Segment Open
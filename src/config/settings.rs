use std::path::PathBuf;
use std::time::Duration;

use serde::{Deserialize, Serialize};

use crate::syntax::canonical_tag;

/// Language tag used for blocks with no classification
pub const FALLBACK_LANGUAGE: &str = "text";

/// Page-wide highlighter configuration
///
/// Built once at startup and shared read-only (`Arc`) with every component.
#[derive(Debug, Clone, PartialEq, Serialize, Deserialize)]
#[serde(default)]
pub struct HighlighterConfig {
    /// Theme for light pages
    pub default_theme: String,
    /// Theme used whenever a dark indicator is present
    pub dark_theme: String,
    /// Languages the engine may render; `text` is always allowed
    pub languages: Vec<String>,
    /// Extra themes to load alongside the default and dark ones
    pub preload_themes: Vec<String>,
    /// Directory holding the compiled grammar libraries
    pub engine_source: PathBuf,
    /// Notation transformers applied after rendering, by name
    pub transformers: Vec<String>,
    /// Blocks carrying any of these classes are never touched
    pub exclusion_markers: Vec<String>,
    /// Root classes or `data-theme` values that mean "dark"
    pub dark_indicators: Vec<String>,
    /// Blocks rendered concurrently per batch
    pub batch_size: usize,
    pub timings: Timings,
}

impl Default for HighlighterConfig {
    fn default() -> Self {
        Self {
            default_theme: "gruvbox-light".to_string(),
            dark_theme: "gruvbox-dark".to_string(),
            languages: [
                "rust",
                "python",
                "javascript",
                "typescript",
                "go",
                "c",
                "cpp",
                "json",
                "toml",
                "bash",
                "html",
                "css",
                "yaml",
            ]
            .into_iter()
            .map(String::from)
            .collect(),
            preload_themes: Vec::new(),
            engine_source: default_engine_source(),
            transformers: Vec::new(),
            exclusion_markers: ["language-repl", "repl", "nohighlight", "no-highlight"]
                .into_iter()
                .map(String::from)
                .collect(),
            dark_indicators: ["dark", "navy", "coal", "ayu"]
                .into_iter()
                .map(String::from)
                .collect(),
            batch_size: 5,
            timings: Timings::default(),
        }
    }
}

impl HighlighterConfig {
    pub fn new() -> Self {
        Self::default()
    }

    /// Whether a block tagged `language` may be rendered
    ///
    /// Both sides are compared by canonical tag, so `js` in the list allows
    /// `language-javascript` blocks and the other way round.
    pub fn is_language_allowed(&self, language: &str) -> bool {
        let language = canonical_tag(language);
        language == FALLBACK_LANGUAGE || self.languages.iter().any(|l| canonical_tag(l) == language)
    }

    /// Every theme the engine must have loaded, deduplicated, in config order
    pub fn themes_to_load(&self) -> Vec<String> {
        let mut themes: Vec<String> = Vec::new();
        for name in [&self.default_theme, &self.dark_theme]
            .into_iter()
            .chain(self.preload_themes.iter())
        {
            if !themes.contains(name) {
                themes.push(name.clone());
            }
        }
        themes
    }

    pub fn to_json(&self) -> serde_json::Result<String> {
        serde_json::to_string_pretty(self)
    }

    pub fn from_json(json: &str) -> serde_json::Result<Self> {
        serde_json::from_str(json)
    }
}

/// Fixed delays used by the scheduler, reactor and copy control
#[derive(Debug, Clone, Copy, PartialEq, Eq, Serialize, Deserialize)]
#[serde(default)]
pub struct Timings {
    /// Startup trigger letting a cooperating renderer finish first
    pub short_delay_ms: u64,
    /// Late startup trigger in case earlier ones were missed
    pub fallback_delay_ms: u64,
    /// Pause between a theme restore and the next cycle
    pub settle_ms: u64,
    /// How long a copy button shows its "copied" state
    pub copy_revert_ms: u64,
}

impl Timings {
    /// All delays zero, for tests and one-shot rendering
    pub const fn immediate() -> Self {
        Self {
            short_delay_ms: 0,
            fallback_delay_ms: 0,
            settle_ms: 0,
            copy_revert_ms: 0,
        }
    }

    pub fn short_delay(&self) -> Duration {
        Duration::from_millis(self.short_delay_ms)
    }

    pub fn fallback_delay(&self) -> Duration {
        Duration::from_millis(self.fallback_delay_ms)
    }

    pub fn settle(&self) -> Duration {
        Duration::from_millis(self.settle_ms)
    }

    pub fn copy_revert(&self) -> Duration {
        Duration::from_millis(self.copy_revert_ms)
    }
}

impl Default for Timings {
    fn default() -> Self {
        Self {
            short_delay_ms: 100,
            fallback_delay_ms: 1000,
            settle_ms: 50,
            copy_revert_ms: 2000,
        }
    }
}

/// `~/.config/glint/grammars`
pub fn default_engine_source() -> PathBuf {
    dirs::config_dir()
        .map(|p| p.join("glint").join("grammars"))
        .unwrap_or_else(|| PathBuf::from("grammars"))
}

#[cfg(test)]
mod tests {
    use super::*;

    #[test]
    fn test_fallback_language_always_allowed() {
        let config = HighlighterConfig {
            languages: vec!["rust".to_string()],
            ..HighlighterConfig::default()
        };
        assert!(config.is_language_allowed("rust"));
        assert!(config.is_language_allowed(FALLBACK_LANGUAGE));
        assert!(!config.is_language_allowed("cobol"));
    }

    #[test]
    fn test_allow_list_aliases_match_canonical_tags() {
        let config = HighlighterConfig::from_json(r#"{ "languages": ["js", "sh", "C++"] }"#).unwrap();
        assert!(config.is_language_allowed("javascript"));
        assert!(config.is_language_allowed("bash"));
        assert!(config.is_language_allowed("cpp"));
        assert!(config.is_language_allowed("js"));
        assert!(!config.is_language_allowed("python"));
    }

    #[test]
    fn test_themes_to_load_dedups() {
        let config = HighlighterConfig {
            default_theme: "nord".to_string(),
            dark_theme: "dracula".to_string(),
            preload_themes: vec!["nord".to_string(), "solarized-dark".to_string()],
            ..HighlighterConfig::default()
        };
        assert_eq!(
            config.themes_to_load(),
            vec!["nord", "dracula", "solarized-dark"]
        );
    }

    #[test]
    fn test_json_fills_missing_fields() {
        let config = HighlighterConfig::from_json(r#"{ "dark_theme": "nord" }"#).unwrap();
        assert_eq!(config.dark_theme, "nord");
        assert_eq!(config.default_theme, "gruvbox-light");
        assert_eq!(config.batch_size, 5);
        assert_eq!(config.timings, Timings::default());
    }

    #[test]
    fn test_json_round_trip() {
        let config = HighlighterConfig {
            transformers: vec!["notation-diff".to_string()],
            ..HighlighterConfig::default()
        };
        let json = config.to_json().unwrap();
        assert_eq!(HighlighterConfig::from_json(&json).unwrap(), config);
    }
}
Segment Closed
Each line of the data must be retyped exactly as written.

filename src/config/settings.rs
use std::path::PathBuf;
use std::time::Duration;

use serde::{Deserialize, Serialize};

use crate::syntax::canonical_tag;

/// Language tag used for blocks with no classification
pub const FALLBACK_LANGUAGE: &str = "text";

/// Page-wide highlighter configuration
///
/// Built once at startup and shared read-only (`Arc`) with every component.
#[derive(Debug, Clone, PartialEq, Serialize, Deserialize)]
#[serde(default)]
pub struct HighlighterConfig {
    /// Theme for light pages
    pub default_theme: String,
    /// Theme used whenever a dark indicator is present
    pub dark_theme: String,
    /// Languages the engine may render; `text` is always allowed
    pub languages: Vec<String>,
    /// Extra themes to load alongside the default and dark ones
    pub preload_themes: Vec<String>,
    /// Directory holding the compiled grammar libraries
    pub engine_source: PathBuf,
    /// Notation transformers applied after rendering, by name
    pub transformers: Vec<String>,
    /// Blocks carrying any of these classes are never touched
    pub exclusion_markers: Vec<String>,
    /// Root classes or `data-theme` values that mean "dark"
    pub dark_indicators: Vec<String>,
    /// Blocks rendered concurrently per batch
    pub batch_size: usize,
    pub timings: Timings,
}

impl Default for HighlighterConfig {
    fn default() -> Self {
        Self {
            default_theme: "gruvbox-light".to_string(),
            dark_theme: "gruvbox-dark".to_string(),
            languages: [
                "rust",
                "python",
                "javascript",
                "typescript",
                "go",
                "c",
                "cpp",
                "json",
                "toml",
                "bash",
                "html",
                "css",
                "yaml",
            ]
            .into_iter()
            .map(String::from)
            .collect(),
            preload_themes: Vec::new(),
            engine_source: default_engine_source(),
            transformers: Vec::new(),
            exclusion_markers: ["language-repl", "repl", "nohighlight", "no-highlight"]
                .into_iter()
                .map(String::from)
                .collect(),
            dark_indicators: ["dark", "navy", "coal", "ayu"]
                .into_iter()
                .map(String::from)
                .collect(),
            batch_size: 5,
            timings: Timings::default(),
        }
    }
}

impl HighlighterConfig {
    pub fn new() -> Self {
        Self::default()
    }

    /// Whether a block tagged `language` may be rendered
    ///
    /// Both sides are compared by canonical tag, so `js` in the list allows
    /// `language-javascript` blocks and the other way round.
    pub fn is_language_allowed(&self, language: &str) -> bool {
        let language = canonical_tag(language);
        language == FALLBACK_LANGUAGE || self.languages.iter().any(|l| canonical_tag(l) == language)
    }

    /// Every theme the engine must have loaded, deduplicated, in config order
    pub fn themes_to_load(&self) -> Vec<String> {
        let mut themes: Vec<String> = Vec::new();
        for name in [&self.default_theme, &self.dark_theme]
            .into_iter()
            .chain(self.preload_themes.iter())
        {
            if !themes.contains(name) {
                themes.push(name.clone());
            }
        }
        themes
    }

    pub fn to_json(&self) -> serde_json::Result<String> {
        serde_json::to_string_pretty(self)
    }

    pub fn from_json(json: &str) -> serde_json::Result<Self> {
        serde_json::from_str(json)
    }
}

/// Fixed delays used by the scheduler, reactor and copy control
#[derive(Debug, Clone, Copy, PartialEq, Eq, Serialize, Deserialize)]
#[serde(default)]
pub struct Timings {
    /// Startup trigger letting a cooperating renderer finish first
    pub short_delay_ms: u64,
    /// Late startup trigger in case earlier ones were missed
    pub fallback_delay_ms: u64,
    /// Pause between a theme restore and the next cycle
    pub settle_ms: u64,
    /// How long a copy button shows its "copied" state
    pub copy_revert_ms: u64,
}

impl Timings {
    /// All delays zero, for tests and one-shot rendering
    pub const fn immediate() -> Self {
        Self {
            short_delay_ms: 0,
            fallback_delay_ms: 0,
            settle_ms: 0,
            copy_revert_ms: 0,
        }
    }

    pub fn short_delay(&self) -> Duration {
        Duration::from_millis(self.short_delay_ms)
    }

    pub fn fallback_delay(&self) -> Duration {
        Duration::from_millis(self.fallback_delay_ms)
    }

    pub fn settle(&self) -> Duration {
        Duration::from_millis(self.settle_ms)
    }

    pub fn copy_revert(&self) -> Duration {
        Duration::from_millis(self.copy_revert_ms)
    }
}

impl Default for Timings {
    fn default() -> Self {
        Self {
            short_delay_ms: 100,
            fallback_delay_ms: 1000,
            settle_ms: 50,
            copy_revert_ms: 2000,
        }
    }
}

/// `~/.config/glint/grammars`
pub fn default_engine_source() -> PathBuf {
    dirs::config_dir()
        .map(|p| p.join("glint").join("grammars"))
        .unwrap_or_else(|| PathBuf::from("grammars"))
}

#[cfg(test)]
mod tests {
    use super::*;

    #[test]
    fn test_fallback_language_always_allowed() {
        let config = HighlighterConfig {
            languages: vec!["rust".to_string()],
            ..HighlighterConfig::default()
        };
        assert!(config.is_language_allowed("rust"));
        assert!(config.is_language_allowed(FALLBACK_LANGUAGE));
        assert!(!config.is_language_allowed("cobol"));
    }

    #[test]
    fn test_allow_list_aliases_match_canonical_tags() {
        let config = HighlighterConfig::from_json(r#"{ "languages": ["js", "sh", "C++"] }"#).unwrap();
        assert!(config.is_language_allowed("javascript"));
        assert!(config.is_language_allowed("bash"));
        assert!(config.is_language_allowed("cpp"));
        assert!(config.is_language_allowed("js"));
        assert!(!config.is_language_allowed("python"));
    }

    #[test]
    fn test_themes_to_load_dedups() {
        let config = HighlighterConfig {
            default_theme: "nord".to_string(),
            dark_theme: "dracula".to_string(),
            preload_themes: vec!["nord".to_string(), "solarized-dark".to_string()],
            ..HighlighterConfig::default()
        };
        assert_eq!(
            config.themes_to_load(),
            vec!["nord", "dracula", "solarized-dark"]
        );
    }

    #[test]
    fn test_json_fills_missing_fields() {
        let config = HighlighterConfig::from_json(r#"{ "dark_theme": "nord" }"#).unwrap();
        assert_eq!(config.dark_theme, "nord");
        assert_eq!(config.default_theme, "gruvbox-light");
        assert_eq!(config.batch_size, 5);
        assert_eq!(config.timings, Timings::default());
    }

    #[test]
    fn test_json_round_trip() {
        let config = HighlighterConfig {
            transformers: vec!["notation-diff".to_string()],
            ..HighlighterConfig::default()
        };
        let json = config.to_json().unwrap();
        assert_eq!(HighlighterConfig::from_json(&json).unwrap(), config);
    }
}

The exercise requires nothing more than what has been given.